* What is being asked
Select the lines below containing the word "Hello".

* Exercise data
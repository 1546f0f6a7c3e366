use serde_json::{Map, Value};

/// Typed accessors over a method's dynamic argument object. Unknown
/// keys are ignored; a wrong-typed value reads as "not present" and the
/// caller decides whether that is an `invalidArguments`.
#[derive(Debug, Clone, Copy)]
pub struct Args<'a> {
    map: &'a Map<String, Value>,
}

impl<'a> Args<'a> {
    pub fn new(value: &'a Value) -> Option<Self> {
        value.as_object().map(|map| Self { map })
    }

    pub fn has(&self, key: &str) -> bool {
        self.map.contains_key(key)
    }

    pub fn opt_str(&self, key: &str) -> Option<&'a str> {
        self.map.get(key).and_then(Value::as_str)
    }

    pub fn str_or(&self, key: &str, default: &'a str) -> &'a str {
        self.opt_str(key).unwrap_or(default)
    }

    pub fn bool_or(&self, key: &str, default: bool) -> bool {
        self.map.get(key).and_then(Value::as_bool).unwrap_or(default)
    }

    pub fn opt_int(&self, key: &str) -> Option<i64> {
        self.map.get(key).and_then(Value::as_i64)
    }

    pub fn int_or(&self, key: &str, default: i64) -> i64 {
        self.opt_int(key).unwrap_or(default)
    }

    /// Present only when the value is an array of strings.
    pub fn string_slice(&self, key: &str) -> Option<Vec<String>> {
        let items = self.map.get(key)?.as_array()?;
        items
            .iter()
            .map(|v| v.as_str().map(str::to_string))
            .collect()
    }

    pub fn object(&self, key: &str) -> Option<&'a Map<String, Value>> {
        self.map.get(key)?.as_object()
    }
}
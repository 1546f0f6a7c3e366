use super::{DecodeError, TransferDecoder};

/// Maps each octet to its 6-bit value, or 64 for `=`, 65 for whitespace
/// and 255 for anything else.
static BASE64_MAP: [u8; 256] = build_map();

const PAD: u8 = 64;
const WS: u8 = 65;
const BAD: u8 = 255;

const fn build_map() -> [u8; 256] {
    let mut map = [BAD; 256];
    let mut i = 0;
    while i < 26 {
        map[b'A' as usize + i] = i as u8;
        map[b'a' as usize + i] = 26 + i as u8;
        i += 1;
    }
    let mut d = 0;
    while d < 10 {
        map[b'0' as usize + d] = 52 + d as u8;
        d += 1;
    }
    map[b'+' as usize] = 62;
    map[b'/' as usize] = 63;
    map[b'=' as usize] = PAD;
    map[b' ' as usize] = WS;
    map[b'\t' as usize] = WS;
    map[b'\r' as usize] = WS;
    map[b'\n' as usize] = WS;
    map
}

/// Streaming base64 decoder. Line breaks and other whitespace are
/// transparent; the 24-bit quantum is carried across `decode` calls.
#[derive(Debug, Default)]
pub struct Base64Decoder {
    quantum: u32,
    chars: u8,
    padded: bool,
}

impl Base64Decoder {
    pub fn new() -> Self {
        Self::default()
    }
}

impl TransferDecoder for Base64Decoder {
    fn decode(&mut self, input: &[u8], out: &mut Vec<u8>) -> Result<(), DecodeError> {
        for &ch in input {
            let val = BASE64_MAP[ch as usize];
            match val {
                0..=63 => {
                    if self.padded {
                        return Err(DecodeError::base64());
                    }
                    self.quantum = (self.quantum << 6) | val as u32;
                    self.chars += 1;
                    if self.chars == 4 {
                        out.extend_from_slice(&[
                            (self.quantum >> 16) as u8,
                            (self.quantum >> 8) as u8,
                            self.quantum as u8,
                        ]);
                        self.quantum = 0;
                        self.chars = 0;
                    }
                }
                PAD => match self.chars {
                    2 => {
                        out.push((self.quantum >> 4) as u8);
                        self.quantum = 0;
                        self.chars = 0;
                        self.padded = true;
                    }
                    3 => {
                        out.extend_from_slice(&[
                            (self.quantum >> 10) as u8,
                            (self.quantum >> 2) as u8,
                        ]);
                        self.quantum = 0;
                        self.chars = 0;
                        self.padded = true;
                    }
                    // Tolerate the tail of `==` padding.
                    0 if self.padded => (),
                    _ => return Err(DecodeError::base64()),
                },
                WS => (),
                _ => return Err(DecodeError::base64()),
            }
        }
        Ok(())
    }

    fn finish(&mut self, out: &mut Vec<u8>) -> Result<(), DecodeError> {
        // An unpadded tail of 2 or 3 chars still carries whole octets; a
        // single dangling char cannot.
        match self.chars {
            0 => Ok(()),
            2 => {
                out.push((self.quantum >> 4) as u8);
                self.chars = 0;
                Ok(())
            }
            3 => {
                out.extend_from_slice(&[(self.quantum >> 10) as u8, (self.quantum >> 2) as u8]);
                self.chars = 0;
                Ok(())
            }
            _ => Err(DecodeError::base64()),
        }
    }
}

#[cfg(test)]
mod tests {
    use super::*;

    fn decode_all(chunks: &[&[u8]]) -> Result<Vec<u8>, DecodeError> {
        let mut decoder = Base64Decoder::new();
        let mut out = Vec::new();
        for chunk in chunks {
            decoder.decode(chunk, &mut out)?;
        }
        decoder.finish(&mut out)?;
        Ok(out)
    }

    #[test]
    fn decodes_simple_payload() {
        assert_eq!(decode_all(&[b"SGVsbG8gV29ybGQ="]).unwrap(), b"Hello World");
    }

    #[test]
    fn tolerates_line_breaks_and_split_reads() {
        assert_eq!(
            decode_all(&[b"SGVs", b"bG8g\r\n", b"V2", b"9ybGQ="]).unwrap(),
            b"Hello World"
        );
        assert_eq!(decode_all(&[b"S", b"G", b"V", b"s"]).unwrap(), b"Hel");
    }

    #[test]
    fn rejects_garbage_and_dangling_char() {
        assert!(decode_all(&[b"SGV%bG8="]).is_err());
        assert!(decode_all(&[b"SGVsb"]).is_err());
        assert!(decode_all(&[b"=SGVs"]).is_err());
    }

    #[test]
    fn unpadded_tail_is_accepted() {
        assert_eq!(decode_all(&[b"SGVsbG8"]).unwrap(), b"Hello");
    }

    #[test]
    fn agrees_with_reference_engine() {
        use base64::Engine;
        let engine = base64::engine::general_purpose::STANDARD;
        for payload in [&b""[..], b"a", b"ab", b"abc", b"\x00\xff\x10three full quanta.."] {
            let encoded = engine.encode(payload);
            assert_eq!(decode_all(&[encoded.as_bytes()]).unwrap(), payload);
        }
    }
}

* Solution to the problem
        assert_eq!(decode_all(&[b"SGVsbG8gV29ybGQ="]).unwrap(), b"Hello World");
            b"Hello World"
        assert_eq!(decode_all(&[b"SGVsbG8"]).unwrap(), b"Hello");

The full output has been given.